1869 essay by John Stuart Mill

The Subjection of Women is an essay by English philosopher, political economist and civil servant John Stuart Mill published in 1869, with ideas he developed jointly with his wife Harriet Taylor Mill.

J.S. Mill submitted the finished manuscript of their collaborative work On Liberty (1859) soon after her untimely death in late 1858, and then continued work on The Subjection of Women until its completion in 1861.

Harriet Taylor Mill wrote an earlier essay The Enfranchisement of Women, published under her own name in The Westminster Review in 1851, which covered much of the same ground, and seems to use similar language for many of its arguments.

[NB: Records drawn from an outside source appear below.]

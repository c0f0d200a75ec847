use std::path::PathBuf;

/// Configuration for the local cart file.
#[derive(Debug, Clone)]
pub struct StorageConfig {
    pub cart_path: PathBuf,
}

impl StorageConfig {
    /// Load storage configuration from environment variables.
    ///
    /// Environment variables:
    /// - STOREFRONT_CART_PATH: cart file location (default: ".storefront/cart.json")
    pub fn from_env() -> Self {
        let cart_path = std::env::var("STOREFRONT_CART_PATH")
            .map(PathBuf::from)
            .unwrap_or_else(|_| PathBuf::from(".storefront/cart.json"));

        Self { cart_path }
    }
}

#[cfg(test)]
mod tests {
    use super::*;

    #[test]
    fn should_default_path_when_variable_is_unset() {
        // Sole test touching this variable, so no parallel-test interference.
        unsafe { std::env::remove_var("STOREFRONT_CART_PATH") };

        let config = StorageConfig::from_env();

        assert_eq!(config.cart_path, PathBuf::from(".storefront/cart.json"));
    }
}
//! Formatted terminal output for the report commands.
//!
//! We keep formatting code in one place so the transforms stay clean and
//! output changes are localized.

use serde::Serialize;

use crate::domain::{HolidayDate, LabelTally};
use crate::error::AppError;
use crate::io::ingest::RowError;

/// Input accounting shown above a tally.
#[derive(Debug, Clone, Copy, PartialEq, Eq, Serialize)]
pub struct IngestSummary {
    pub rows_read: usize,
    pub rows_used: usize,
    pub rows_skipped: usize,
}

/// Format per-label incident totals and daily rates.
pub fn format_tally(tallies: &[LabelTally], summary: &IngestSummary) -> String {
    let mut out = String::new();

    out.push_str("=== hc - incidents by holiday ===\n");
    out.push_str(&format!(
        "Rows: read={} | used={} | skipped={}\n\n",
        summary.rows_read, summary.rows_used, summary.rows_skipped
    ));

    out.push_str(format!("{:<24} {:>6} {:>10} {:>12}", "holiday", "days", "total", "daily_rate").trim_end());
    out.push('\n');
    out.push_str(format!("{:-<24} {:-<6} {:-<10} {:-<12}", "", "", "", "").trim_end());
    out.push('\n');

    for t in tallies {
        out.push_str(
            format!(
                "{:<24} {:>6} {:>10} {:>12.3}",
                t.label.as_str(),
                t.days_observed,
                t.total,
                t.daily_rate
            )
            .trim_end(),
        );
        out.push('\n');
    }

    out
}

/// Format the holiday calendar listing.
pub fn format_calendar(dates: &[HolidayDate]) -> String {
    let mut out = String::new();
    out.push_str(format!("{:<10} {:<3} {}", "date", "day", "holiday").trim_end());
    out.push('\n');
    out.push_str(format!("{:-<10} {:-<3} {:-<24}", "", "", "").trim_end());
    out.push('\n');
    for d in dates {
        out.push_str(&format!("{} {:<3} {}\n", d.date, d.weekday, d.label));
    }
    out
}

/// One line per skipped row, for stderr.
pub fn format_row_errors(errors: &[RowError]) -> String {
    let mut out = String::new();
    if errors.is_empty() {
        return out;
    }
    out.push_str(&format!("Skipped {} invalid row(s):\n", errors.len()));
    for e in errors {
        out.push_str(&format!("  line {}: {}\n", e.line, e.message));
    }
    out
}

/// Pretty JSON for `--format json`.
pub fn to_json<T: Serialize + ?Sized>(value: &T) -> Result<String, AppError> {
    serde_json::to_string_pretty(value).map_err(|e| AppError::output(format!("Failed to serialize JSON: {e}")))
}
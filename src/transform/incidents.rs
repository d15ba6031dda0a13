//! Daily incident rates per holiday label.
//!
//! A label's incident total is divided by the number of days that label
//! covers in the source period. Thanksgiving and Christmas cover one year
//! fewer than the other holidays.
//!
//! Lookup compares label text exactly. Labels outside the known set fall into
//! the generic holiday divisor, same as a recognized holiday.

use crate::domain::{DivisorTable, HolidayLabel, IncidentRecord};

/// Divisor for a label under the given table.
pub fn divisor_for(label: &str, table: &DivisorTable) -> u32 {
    if label == HolidayLabel::ThanksgivingDay.as_str() || label == HolidayLabel::ChristmasDay.as_str() {
        table.short_holidays
    } else if label == HolidayLabel::NonHoliday.as_str() {
        table.non_holidays
    } else {
        table.holidays
    }
}

/// Daily rate under an explicit divisor table.
pub fn daily_rate_with(record: &IncidentRecord, table: &DivisorTable) -> f64 {
    record.total as f64 / f64::from(divisor_for(&record.label, table))
}

/// Daily rate under the default divisor table (18 / 19 / 6712).
pub fn daily_rate(record: &IncidentRecord) -> f64 {
    daily_rate_with(record, &DivisorTable::default())
}

/// Whether the label is one of the known holiday labels or "Non-holidays".
pub fn is_known_label(label: &str) -> bool {
    label.parse::<HolidayLabel>().is_ok()
}
//! Daily mean temperature from raw station readings.
//!
//! Readings are stored in tenths of a degree Celsius. The daily mean in whole
//! degrees is `(max + min) / 2 / 10`, computed as a single true division.

use crate::domain::TemperaturePair;

/// Mean of the daily max and min, in degrees Celsius.
///
/// No rounding is applied. The sum is taken in `i64` so any pair of `i32`
/// readings is representable.
pub fn daily_mean(pair: TemperaturePair) -> f64 {
    let sum = i64::from(pair.max_tenths) + i64::from(pair.min_tenths);
    sum as f64 / 20.0
}
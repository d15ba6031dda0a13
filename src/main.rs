use std::process::ExitCode;

fn main() -> ExitCode {
    match holiday_crime::app::run() {
        Ok(()) => ExitCode::SUCCESS,
        Err(err) => {
            eprintln!("{err}");
            ExitCode::from(err.exit_code())
        }
    }
}
//! Write transformed tables back out as CSV.
//!
//! The output is the input table unchanged plus one derived column. If the
//! input already has a column with that name (case-insensitive), its values
//! are replaced in place instead. Rows shorter than the header are padded
//! with empty fields so the derived value lands under its header; extra
//! trailing fields on longer rows are written after it.

use std::fs::File;
use std::io::{self, Write};
use std::path::Path;

use csv::StringRecord;

use crate::error::AppError;
use crate::io::ingest::{Table, build_header_map, normalize_header_name};

/// Open the output sink: a file when `path` is set, stdout otherwise.
pub fn open_output(path: Option<&Path>) -> Result<Box<dyn Write>, AppError> {
    match path {
        Some(path) => {
            let file = File::create(path)
                .map_err(|e| AppError::output(format!("Failed to create output CSV '{}': {e}", path.display())))?;
            Ok(Box::new(file))
        }
        None => Ok(Box::new(io::stdout().lock())),
    }
}

/// Write `table` with `column` set to `derived[i]` for row `i`.
pub fn write_with_column<T, W: Write>(
    out: W,
    table: &Table<T>,
    column: &str,
    derived: &[String],
) -> Result<(), AppError> {
    debug_assert_eq!(table.rows.len(), derived.len());

    let existing = build_header_map(&table.headers)
        .get(&normalize_header_name(column))
        .copied();

    // Ingest is flexible, so rows longer than the header can reach here.
    let mut writer = csv::WriterBuilder::new().flexible(true).from_writer(out);
    let width = table.headers.len();

    let mut headers: StringRecord = table
        .headers
        .iter()
        .enumerate()
        .map(|(i, h)| if i == 0 { h.trim_start_matches('\u{feff}') } else { h })
        .collect();
    if existing.is_none() {
        headers.push_field(column);
    }
    writer
        .write_record(&headers)
        .map_err(|e| AppError::output(format!("Failed to write output CSV header: {e}")))?;

    for (row, value) in table.rows.iter().zip(derived) {
        let record = derived_record(&row.record, width, existing, value);
        writer
            .write_record(&record)
            .map_err(|e| AppError::output(format!("Failed to write output CSV row {}: {e}", row.line)))?;
    }

    writer
        .flush()
        .map_err(|e| AppError::output(format!("Failed to flush output CSV: {e}")))?;
    Ok(())
}

/// Lay `record` out against a header of `width` columns with `value` placed in
/// column `existing`, or right after the last header column.
fn derived_record(record: &StringRecord, width: usize, existing: Option<usize>, value: &str) -> StringRecord {
    let mut out: StringRecord = (0..width)
        .map(|i| match existing {
            Some(idx) if idx == i => value,
            _ => record.get(i).unwrap_or(""),
        })
        .collect();
    if existing.is_none() {
        out.push_field(value);
    }
    for extra in record.iter().skip(width) {
        out.push_field(extra);
    }
    out
}

#[cfg(test)]
mod tests {
    use super::*;
    use crate::domain::ColumnNames;
    use crate::io::ingest::read_temperature_table;

    fn render(table: &Table<crate::domain::TemperaturePair>, column: &str, derived: &[String]) -> String {
        let mut buf = Vec::new();
        write_with_column(&mut buf, table, column, derived).unwrap();
        String::from_utf8(buf).unwrap()
    }

    #[test]
    fn appends_derived_column() {
        let csv = "Date,T_Max,T_Min\n2018-01-01,200,-100\n";
        let table = read_temperature_table(csv.as_bytes(), &ColumnNames::default(), false).unwrap();
        let out = render(&table, "T_Avg", &["5".to_string()]);
        assert_eq!(out, "Date,T_Max,T_Min,T_Avg\n2018-01-01,200,-100,5\n");
    }

    #[test]
    fn replaces_existing_column_case_insensitively() {
        let csv = "T_Max,t_avg,T_Min\n200,,-100\n";
        let table = read_temperature_table(csv.as_bytes(), &ColumnNames::default(), false).unwrap();
        let out = render(&table, "T_Avg", &["5".to_string()]);
        assert_eq!(out, "T_Max,t_avg,T_Min\n200,5,-100\n");
    }

    #[test]
    fn short_rows_are_padded_before_replacing() {
        let csv = "T_Max,T_Min,T_Avg\n200,-100\n10,10,old\n";
        let table = read_temperature_table(csv.as_bytes(), &ColumnNames::default(), false).unwrap();
        let out = render(&table, "T_Avg", &["5".to_string(), "1".to_string()]);
        assert_eq!(out, "T_Max,T_Min,T_Avg\n200,-100,5\n10,10,1\n");
    }

    #[test]
    fn short_rows_are_padded_before_appending() {
        let csv = "T_Max,T_Min,Station\n200,-100\n10,10,KORD\n";
        let table = read_temperature_table(csv.as_bytes(), &ColumnNames::default(), false).unwrap();
        let out = render(&table, "T_Avg", &["5".to_string(), "1".to_string()]);
        assert_eq!(out, "T_Max,T_Min,Station,T_Avg\n200,-100,,5\n10,10,KORD,1\n");
    }

    #[test]
    fn extra_trailing_fields_follow_the_derived_column() {
        let csv = "T_Max,T_Min\n200,-100,note\n";
        let table = read_temperature_table(csv.as_bytes(), &ColumnNames::default(), false).unwrap();
        let out = render(&table, "T_Avg", &["5".to_string()]);
        assert_eq!(out, "T_Max,T_Min,T_Avg\n200,-100,5,note\n");
    }
}
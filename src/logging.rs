//! Diagnostics setup.
//!
//! Log lines go to stderr through `tracing-subscriber`'s fmt layer so stdout
//! stays a clean CSV/report stream. The filter comes from `HC_LOG` (read after
//! loading `.env`), defaulting to `warn`; `--verbose` forces `debug`.

use tracing_subscriber::EnvFilter;

/// Environment variable holding the log filter directive.
pub const LOG_ENV: &str = "HC_LOG";

const DEFAULT_FILTER: &str = "warn";

/// Load `.env` and install the global subscriber. Safe to call more than once.
pub fn init(verbose: bool) {
    dotenvy::dotenv().ok();

    let filter = if verbose {
        EnvFilter::new("debug")
    } else {
        EnvFilter::try_from_env(LOG_ENV).unwrap_or_else(|_| EnvFilter::new(DEFAULT_FILTER))
    };

    let _ = tracing_subscriber::fmt()
        .with_env_filter(filter)
        .with_writer(std::io::stderr)
        .with_target(false)
        .try_init();
}
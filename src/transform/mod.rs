//! Per-row transforms: holiday labels, daily mean temperature, incident rates.

pub mod holiday;
pub mod incidents;
pub mod temperature;

pub use holiday::*;
pub use incidents::*;
pub use temperature::*;
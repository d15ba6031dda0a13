//! `holiday-crime` library crate.
//!
//! The binary (`hc`) is a thin wrapper around this library so that:
//!
//! - the transforms are testable without spawning processes
//! - they can be called directly from other tools over in-memory rows
//!
//! The three per-row transforms live in [`transform`]; everything else is the
//! table plumbing around them.

pub mod app;
pub mod cli;
pub mod domain;
pub mod error;
pub mod io;
pub mod logging;
pub mod report;
pub mod transform;

pub use domain::{DateRecord, HolidayLabel, IncidentRecord, TemperaturePair, WeekdayOrigin};
pub use transform::{classify, classify_date, daily_mean, daily_rate};
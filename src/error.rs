#[derive(Clone)]
pub struct AppError {
    exit_code: u8,
    message: String,
}

impl AppError {
    pub fn new(exit_code: u8, message: impl Into<String>) -> Self {
        Self {
            exit_code,
            message: message.into(),
        }
    }

    /// Unreadable files, missing columns, invalid cells.
    pub fn input(message: impl Into<String>) -> Self {
        Self::new(2, message)
    }

    /// Output and serialization failures.
    pub fn output(message: impl Into<String>) -> Self {
        Self::new(4, message)
    }

    pub fn exit_code(&self) -> u8 {
        self.exit_code
    }

    pub fn message(&self) -> &str {
        &self.message
    }
}

impl std::fmt::Display for AppError {
    fn fmt(&self, f: &mut std::fmt::Formatter<'_>) -> std::fmt::Result {
        write!(f, "{}", self.message)
    }
}

impl std::fmt::Debug for AppError {
    fn fmt(&self, f: &mut std::fmt::Formatter<'_>) -> std::fmt::Result {
        f.debug_struct("AppError")
            .field("exit_code", &self.exit_code)
            .field("message", &self.message)
            .finish()
    }
}

impl std::error::Error for AppError {}
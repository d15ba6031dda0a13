//! Federal holiday classification.
//!
//! Holidays are described by an ordered rule table. A date takes the label of
//! the first rule it matches; dates matching no rule are "Non-holidays".
//! Fixed-date holidays match on month and day. Floating holidays match a
//! seven-day window in their month plus a weekday index, which is interpreted
//! under a `WeekdayOrigin` (Monday = 0 by default).

use chrono::NaiveDate;

use crate::domain::{DateRecord, HolidayLabel, WeekdayOrigin};

/// Day-of-month condition for a holiday rule.
#[derive(Debug, Clone, Copy, PartialEq, Eq)]
pub enum DayMatch {
    /// Exactly this day of the month.
    On(u32),
    /// A day in `first..=last` falling on weekday index `weekday`.
    Window { first: u32, last: u32, weekday: u32 },
}

#[derive(Debug, Clone, Copy, PartialEq, Eq)]
pub struct HolidayRule {
    pub label: HolidayLabel,
    pub month: u32,
    pub days: DayMatch,
}

impl HolidayRule {
    pub fn matches(&self, date: &DateRecord, origin: WeekdayOrigin) -> bool {
        if date.month() != self.month {
            return false;
        }
        match self.days {
            DayMatch::On(day) => date.day() == day,
            DayMatch::Window { first, last, weekday } => {
                (first..=last).contains(&date.day()) && date.weekday_index(origin) == weekday
            }
        }
    }
}

/// Rule table in precedence order. Order is significant.
pub const HOLIDAY_RULES: [HolidayRule; 10] = [
    HolidayRule {
        label: HolidayLabel::NewYearsDay,
        month: 1,
        days: DayMatch::On(1),
    },
    HolidayRule {
        label: HolidayLabel::MartinLutherKingDay,
        month: 1,
        days: DayMatch::Window { first: 15, last: 21, weekday: 1 },
    },
    HolidayRule {
        label: HolidayLabel::PresidentsDay,
        month: 2,
        days: DayMatch::On(18),
    },
    HolidayRule {
        label: HolidayLabel::MemorialDay,
        month: 5,
        days: DayMatch::Window { first: 25, last: 31, weekday: 1 },
    },
    HolidayRule {
        label: HolidayLabel::IndependenceDay,
        month: 7,
        days: DayMatch::On(4),
    },
    HolidayRule {
        label: HolidayLabel::LaborDay,
        month: 9,
        days: DayMatch::Window { first: 1, last: 7, weekday: 1 },
    },
    HolidayRule {
        label: HolidayLabel::ColumbusDay,
        month: 10,
        days: DayMatch::Window { first: 8, last: 14, weekday: 1 },
    },
    HolidayRule {
        label: HolidayLabel::VeteransDay,
        month: 11,
        days: DayMatch::On(11),
    },
    HolidayRule {
        label: HolidayLabel::ThanksgivingDay,
        month: 11,
        days: DayMatch::Window { first: 22, last: 28, weekday: 4 },
    },
    HolidayRule {
        label: HolidayLabel::ChristmasDay,
        month: 12,
        days: DayMatch::On(25),
    },
];

/// Classify a date under an explicit weekday origin.
pub fn classify(date: &DateRecord, origin: WeekdayOrigin) -> HolidayLabel {
    HOLIDAY_RULES
        .iter()
        .find(|rule| rule.matches(date, origin))
        .map(|rule| rule.label)
        .unwrap_or(HolidayLabel::NonHoliday)
}

/// Classify a date under the default weekday origin (Monday = 0).
pub fn classify_date(date: NaiveDate) -> HolidayLabel {
    classify(&DateRecord::from(date), WeekdayOrigin::default())
}

#[cfg(test)]
mod tests {
    use super::*;
    use chrono::Datelike;
    use proptest::prelude::*;

    fn on(y: i32, m: u32, d: u32, origin: WeekdayOrigin) -> HolidayLabel {
        classify(&DateRecord::from_ymd(y, m, d).unwrap(), origin)
    }

    #[test]
    fn thanksgiving_2018_under_default_origin() {
        // 2018-11-22 is a Thursday: index 3 with Monday = 0.
        let thursday = NaiveDate::from_ymd_opt(2018, 11, 22).unwrap();
        let friday = NaiveDate::from_ymd_opt(2018, 11, 23).unwrap();
        assert_eq!(classify_date(thursday), HolidayLabel::NonHoliday);
        assert_eq!(classify_date(friday), HolidayLabel::ThanksgivingDay);
        assert_eq!(classify_date(friday).as_str(), "Thanksgiving Day");
    }

    #[test]
    fn default_origin_matches_tuesdays_and_fridays() {
        let date = |m, d| NaiveDate::from_ymd_opt(2018, m, d).unwrap();
        assert_eq!(classify_date(date(1, 15)), HolidayLabel::NonHoliday);
        assert_eq!(classify_date(date(1, 16)), HolidayLabel::MartinLutherKingDay);
        assert_eq!(classify_date(date(11, 23)), HolidayLabel::ThanksgivingDay);
    }

    #[test]
    fn sunday_origin_shifts_floating_holidays_back_one_day() {
        let sunday = WeekdayOrigin::Sunday;
        assert_eq!(on(2018, 11, 22, sunday), HolidayLabel::ThanksgivingDay);
        assert_eq!(on(2018, 11, 23, sunday), HolidayLabel::NonHoliday);
        assert_eq!(on(2018, 1, 15, sunday), HolidayLabel::MartinLutherKingDay);
        assert_eq!(on(2018, 1, 16, sunday), HolidayLabel::NonHoliday);
    }

    #[test]
    fn every_rule_fires_in_2018() {
        let monday = WeekdayOrigin::Monday;
        let cases = [
            ((1, 1), HolidayLabel::NewYearsDay),
            ((1, 16), HolidayLabel::MartinLutherKingDay),
            ((2, 18), HolidayLabel::PresidentsDay),
            ((5, 29), HolidayLabel::MemorialDay),
            ((7, 4), HolidayLabel::IndependenceDay),
            ((9, 4), HolidayLabel::LaborDay),
            ((10, 9), HolidayLabel::ColumbusDay),
            ((11, 11), HolidayLabel::VeteransDay),
            ((11, 23), HolidayLabel::ThanksgivingDay),
            ((12, 25), HolidayLabel::ChristmasDay),
            ((3, 15), HolidayLabel::NonHoliday),
            ((12, 24), HolidayLabel::NonHoliday),
        ];
        for ((m, d), expected) in cases {
            assert_eq!(on(2018, m, d, monday), expected, "2018-{m:02}-{d:02}");
        }
    }

    #[test]
    fn fixed_dates_ignore_weekday_origin() {
        for origin in [WeekdayOrigin::Sunday, WeekdayOrigin::Monday] {
            assert_eq!(on(2021, 7, 4, origin), HolidayLabel::IndependenceDay);
            assert_eq!(on(2021, 2, 18, origin), HolidayLabel::PresidentsDay);
        }
    }

    #[test]
    fn each_year_has_one_date_per_rule() {
        for origin in [WeekdayOrigin::Sunday, WeekdayOrigin::Monday] {
            for year in 2000..2030 {
                let mut hits = std::collections::HashMap::new();
                let mut date = NaiveDate::from_ymd_opt(year, 1, 1).unwrap();
                while date.year() == year {
                    let label = classify(&DateRecord::from(date), origin);
                    if label.is_holiday() {
                        *hits.entry(label).or_insert(0usize) += 1;
                    }
                    date = date.succ_opt().unwrap();
                }
                assert_eq!(hits.len(), HOLIDAY_RULES.len(), "year {year}");
                assert!(hits.values().all(|&n| n == 1), "year {year}: {hits:?}");
            }
        }
    }

    /// The holiday rules written out longhand, one branch per rule.
    fn expected_label(date: NaiveDate, origin: WeekdayOrigin) -> HolidayLabel {
        use chrono::Weekday::{Fri, Mon, Thu, Tue};
        let (month, day) = (date.month(), date.day());
        let (first_weekday, fourth_weekday) = match origin {
            WeekdayOrigin::Monday => (Tue, Fri),
            WeekdayOrigin::Sunday => (Mon, Thu),
        };
        let wd = date.weekday();

        if month == 1 && day == 1 {
            HolidayLabel::NewYearsDay
        } else if month == 1 && (15..=21).contains(&day) && wd == first_weekday {
            HolidayLabel::MartinLutherKingDay
        } else if month == 2 && day == 18 {
            HolidayLabel::PresidentsDay
        } else if month == 5 && (25..=31).contains(&day) && wd == first_weekday {
            HolidayLabel::MemorialDay
        } else if month == 7 && day == 4 {
            HolidayLabel::IndependenceDay
        } else if month == 9 && (1..=7).contains(&day) && wd == first_weekday {
            HolidayLabel::LaborDay
        } else if month == 10 && (8..=14).contains(&day) && wd == first_weekday {
            HolidayLabel::ColumbusDay
        } else if month == 11 && day == 11 {
            HolidayLabel::VeteransDay
        } else if month == 11 && (22..=28).contains(&day) && wd == fourth_weekday {
            HolidayLabel::ThanksgivingDay
        } else if month == 12 && day == 25 {
            HolidayLabel::ChristmasDay
        } else {
            HolidayLabel::NonHoliday
        }
    }

    proptest! {
        #[test]
        fn classify_agrees_with_longhand_rules(days in 0i64..20_000, monday in any::<bool>()) {
            let origin = if monday { WeekdayOrigin::Monday } else { WeekdayOrigin::Sunday };
            let date = NaiveDate::from_ymd_opt(1990, 1, 1).unwrap() + chrono::Duration::days(days);
            let rec = DateRecord::from(date);
            prop_assert_eq!(classify(&rec, origin), expected_label(date, origin));
            prop_assert_eq!(classify(&rec, origin), classify(&rec, origin));
        }
    }
}
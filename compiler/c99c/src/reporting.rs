//! Invalid-token reporting: map lexer output onto renderable diagnostics.

use c99_diagnostic::{span_utils, Diagnostic};
use c99_lexer::Token;

/// Build the diagnostic for an invalid token.
///
/// The offending line is pulled back out of the source so the renderer can
/// show it with the lexeme underlined. Multi-line lexemes (an unterminated
/// character constant can span lines) underline only what fits on the
/// first line.
pub fn diagnostic_for<'a>(path: &'a str, source: &'a [u8], token: &Token<'a>) -> Diagnostic<'a> {
    let line_text = span_utils::line_at(source, token.line);
    let on_line = line_text.len().saturating_sub(token.column as usize);
    let underline = token.lexeme.len().clamp(1, on_line.max(1));
    Diagnostic::error(
        path,
        token.line,
        token.column,
        line_text,
        underline,
        token.invalid_message().unwrap_or("malformed token"),
    )
}

#[cfg(test)]
mod tests {
    use super::*;
    use c99_lexer::{Lexer, SourceBuffer};
    use pretty_assertions::assert_eq;

    #[test]
    fn diagnostic_points_at_the_lexeme() {
        let source: &[u8] = b"int x = 08;\n";
        let buf = SourceBuffer::new(source);
        let bad = Lexer::new(&buf)
            .find(|t| t.invalid_message().is_some())
            .expect("source contains an invalid constant");

        let diag = diagnostic_for("main.c", source, &bad);
        assert_eq!(diag.line, 0);
        assert_eq!(diag.column, 8);
        assert_eq!(diag.line_text, b"int x = 08;");
        assert_eq!(diag.underline_len, 2);
        assert_eq!(diag.message, "non-octal digit in octal constant");

        assert_eq!(
            diag.render(false),
            "error: main.c:0:8\n\
             > int x = 08;\n\
             \x20         ^~\n\
             \x20         non-octal digit in octal constant\n"
        );
    }

    #[test]
    fn underline_never_escapes_the_line() {
        let source: &[u8] = b"'a\nrest";
        let buf = SourceBuffer::new(source);
        let bad = Lexer::new(&buf)
            .find(|t| t.invalid_message().is_some())
            .expect("unterminated char constant");
        let diag = diagnostic_for("t.c", source, &bad);
        assert!(diag.underline_len <= diag.line_text.len());
    }
}
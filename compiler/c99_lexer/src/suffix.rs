//! Integer and float suffix tables.
//!
//! Suffixes are matched case-insensitively: the candidate is
//! uppercase-normalized into a small stack buffer, then compared against
//! the table. Integer suffixes are at most 3 bytes, float suffixes 1.

/// Normalized integer suffix. `LU`/`UL` and `LLU`/`ULL` collapse to one
/// entry each; case permutations collapse during normalization.
#[derive(Clone, Copy, Debug, PartialEq, Eq)]
pub(crate) enum IntSuffix {
    /// `u` / `U`
    U,
    /// `l` / `L`
    L,
    /// `ul`, `lu`, and case permutations
    Ul,
    /// `ll` / `LL` / `lL` / `Ll`
    Ll,
    /// `ull`, `llu`, and case permutations
    Ull,
}

/// Normalized float suffix.
#[derive(Clone, Copy, Debug, PartialEq, Eq)]
pub(crate) enum FloatSuffix {
    /// `f` / `F`
    F,
    /// `l` / `L`
    L,
}

/// Look up an integer-constant suffix, case-insensitively.
///
/// Returns `None` for the empty suffix (callers treat "no suffix"
/// separately) and for any alphanumeric tail outside the grammar
/// `U L UL LU LL ULL LLU`.
pub(crate) fn integer_suffix_lookup(text: &[u8]) -> Option<IntSuffix> {
    if text.is_empty() || text.len() > 3 {
        return None; // no valid suffix is longer than 3 characters
    }

    let mut upper = [0u8; 3];
    for (dst, src) in upper.iter_mut().zip(text) {
        *dst = src.to_ascii_uppercase();
    }

    match &upper[..text.len()] {
        b"U" => Some(IntSuffix::U),
        b"L" => Some(IntSuffix::L),
        b"UL" | b"LU" => Some(IntSuffix::Ul),
        b"LL" => Some(IntSuffix::Ll),
        b"ULL" | b"LLU" => Some(IntSuffix::Ull),
        _ => None,
    }
}

/// Look up a floating-constant suffix, case-insensitively.
///
/// Returns `None` for the empty suffix and for anything outside `F L`.
pub(crate) fn float_suffix_lookup(text: &[u8]) -> Option<FloatSuffix> {
    if text.len() != 1 {
        return None; // no valid suffix is longer than 1 character
    }
    match text[0].to_ascii_uppercase() {
        b'F' => Some(FloatSuffix::F),
        b'L' => Some(FloatSuffix::L),
        _ => None,
    }
}

#[cfg(test)]
mod tests {
    use super::*;

    #[test]
    fn integer_suffixes_all_case_permutations() {
        for s in [&b"u"[..], b"U"] {
            assert_eq!(integer_suffix_lookup(s), Some(IntSuffix::U));
        }
        for s in [&b"l"[..], b"L"] {
            assert_eq!(integer_suffix_lookup(s), Some(IntSuffix::L));
        }
        for s in [&b"ul"[..], b"uL", b"Ul", b"UL", b"lu", b"lU", b"Lu", b"LU"] {
            assert_eq!(integer_suffix_lookup(s), Some(IntSuffix::Ul), "{s:?}");
        }
        for s in [&b"ll"[..], b"lL", b"Ll", b"LL"] {
            assert_eq!(integer_suffix_lookup(s), Some(IntSuffix::Ll), "{s:?}");
        }
        for s in [&b"ull"[..], b"ULL", b"uLL", b"llu", b"LLU", b"llU"] {
            assert_eq!(integer_suffix_lookup(s), Some(IntSuffix::Ull), "{s:?}");
        }
    }

    #[test]
    fn invalid_integer_suffixes_rejected() {
        for s in [
            &b""[..],
            b"x",
            b"f",
            b"lul",
            b"ulu",
            b"uu",
            b"lll",
            b"ulll",
            b"u8",
            b"z",
        ] {
            assert_eq!(integer_suffix_lookup(s), None, "{s:?}");
        }
    }

    #[test]
    fn float_suffixes() {
        assert_eq!(float_suffix_lookup(b"f"), Some(FloatSuffix::F));
        assert_eq!(float_suffix_lookup(b"F"), Some(FloatSuffix::F));
        assert_eq!(float_suffix_lookup(b"l"), Some(FloatSuffix::L));
        assert_eq!(float_suffix_lookup(b"L"), Some(FloatSuffix::L));
    }

    #[test]
    fn invalid_float_suffixes_rejected() {
        for s in [&b""[..], b"ff", b"fl", b"u", b"d", b"x"] {
            assert_eq!(float_suffix_lookup(s), None, "{s:?}");
        }
    }
}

At the time of its publication, the essay's argument for equality between the sexes was an affront to European conventional norms regarding the status of men and women.

==History and context==
In his autobiography, Mill describes his indebtedness to his wife, and his daughter Helen Taylor for the creation of The Subjection of Women:

As ultimately published it was enriched with some important ideas of my daughter's and some passages of her writing. But all that is most striking and profound in what was written by me belongs to my wife, coming from the fund of thought that had been made common to us both by our innumerable conversations and discussions on a topic that filled so large a place in our minds.

While scholars generally agree that John Stuart Mill was the sole author, it is also noted that some of the arguments are similar to Harriet Taylor Mill's essay The Enfranchisement of Women, which was published in 1851.

Mill was convinced that the moral and intellectual advancement of humankind would result in greater happiness for everybody. He asserted that the higher pleasures of the intellect yielded far greater happiness than the lower pleasure of the senses. He conceived of human beings as morally and intellectually capable of being educated and civilised. Mill believed everyone should have the right to vote, with the only exceptions being barbarians and uneducated people.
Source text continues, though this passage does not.